=== Data for this exercise ===

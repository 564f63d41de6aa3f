use crate::byte_tracker::rect::Rect;
use crate::byte_tracker::strack::STrack;
use crate::error::TrackError;
use crate::lapjv::lapjv;
use nalgebra::DMatrix;

/*-----------------------------------------------------------------------------
IoU kernel
-----------------------------------------------------------------------------*/

/// Pairwise IoU between two batches of boxes. Either side may be empty,
/// yielding an empty matrix of the right shape.
pub(crate) fn ious(
    a_rects: &[Rect<f32>],
    b_rects: &[Rect<f32>],
) -> DMatrix<f32> {
    let mut ious = DMatrix::zeros(a_rects.len(), b_rects.len());
    if a_rects.is_empty() || b_rects.is_empty() {
        return ious;
    }

    for (ai, a_rect) in a_rects.iter().enumerate() {
        for (bi, b_rect) in b_rects.iter().enumerate() {
            ious[(ai, bi)] = a_rect.calc_iou(b_rect);
        }
    }
    ious
}

/// `1 - IoU` cost matrix over two sets of boxes.
pub(crate) fn iou_distance_boxes(
    a_rects: &[Rect<f32>],
    b_rects: &[Rect<f32>],
) -> DMatrix<f32> {
    let mut cost_matrix = ious(a_rects, b_rects);
    for value in cost_matrix.iter_mut() {
        *value = 1.0 - *value;
    }
    cost_matrix
}

/// `1 - IoU` cost matrix over two sets of tracks; boxes are extracted
/// once at this boundary.
pub(crate) fn iou_distance(
    a_tracks: &[STrack],
    b_tracks: &[STrack],
) -> DMatrix<f32> {
    let a_rects: Vec<Rect<f32>> =
        a_tracks.iter().map(|track| track.get_rect()).collect();
    let b_rects: Vec<Rect<f32>> =
        b_tracks.iter().map(|track| track.get_rect()).collect();
    iou_distance_boxes(&a_rects, &b_rects)
}

/*-----------------------------------------------------------------------------
Linear assignment
-----------------------------------------------------------------------------*/

/// Optimal partial assignment under a cost gate. Pairs costing more than
/// `thresh` are infeasible; every returned match costs at most `thresh`.
/// Returns `(matches, unmatched_rows, unmatched_cols)`.
pub(crate) fn linear_assignment(
    cost_matrix: &DMatrix<f32>,
    thresh: f32,
) -> Result<(Vec<(usize, usize)>, Vec<usize>, Vec<usize>), TrackError> {
    let n_rows = cost_matrix.nrows();
    let n_cols = cost_matrix.ncols();
    if n_rows == 0 || n_cols == 0 {
        return Ok((
            Vec::new(),
            (0..n_rows).collect(),
            (0..n_cols).collect(),
        ));
    }

    // Square extension: row i can fall back to dummy column n_cols + i
    // and column j to dummy row n_rows + j, both at cost_limit / 2, so a
    // real pair is taken exactly when it beats the gate. Costs above the
    // gate are clamped to the limit, keeping the solver finite.
    let cost_limit = (thresh as f64) + 1e-4;
    let n = n_rows + n_cols;
    let mut cost = vec![vec![cost_limit / 2.0; n]; n];
    for row in cost.iter_mut().skip(n_rows) {
        for value in row.iter_mut().skip(n_cols) {
            *value = 0.0;
        }
    }
    for row in 0..n_rows {
        for col in 0..n_cols {
            let c = cost_matrix[(row, col)] as f64;
            cost[row][col] = if c > thresh as f64 { cost_limit } else { c };
        }
    }

    let mut x = vec![-1isize; n];
    let mut y = vec![-1isize; n];
    let n_free = lapjv(n, &cost, &mut x, &mut y);
    if n_free != 0 {
        return Err(TrackError::Assignment(format!(
            "{} rows left unassigned",
            n_free
        )));
    }

    let mut matches = Vec::new();
    let mut unmatched_rows = Vec::new();
    let mut matched_cols = vec![false; n_cols];
    for (row, &col) in x.iter().take(n_rows).enumerate() {
        let col = col as usize;
        if col < n_cols && cost_matrix[(row, col)] <= thresh {
            matches.push((row, col));
            matched_cols[col] = true;
        } else {
            unmatched_rows.push(row);
        }
    }
    let unmatched_cols =
        (0..n_cols).filter(|&col| !matched_cols[col]).collect();

    Ok((matches, unmatched_rows, unmatched_cols))
}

===

Problem description:
Search the records for the word "enumerate". Copy each line where it appears.

Expected answer:
    for (ai, a_rect) in a_rects.iter().enumerate() {
        for (bi, b_rect) in b_rects.iter().enumerate() {
    for (row, &col) in x.iter().take(n_rows).enumerate() {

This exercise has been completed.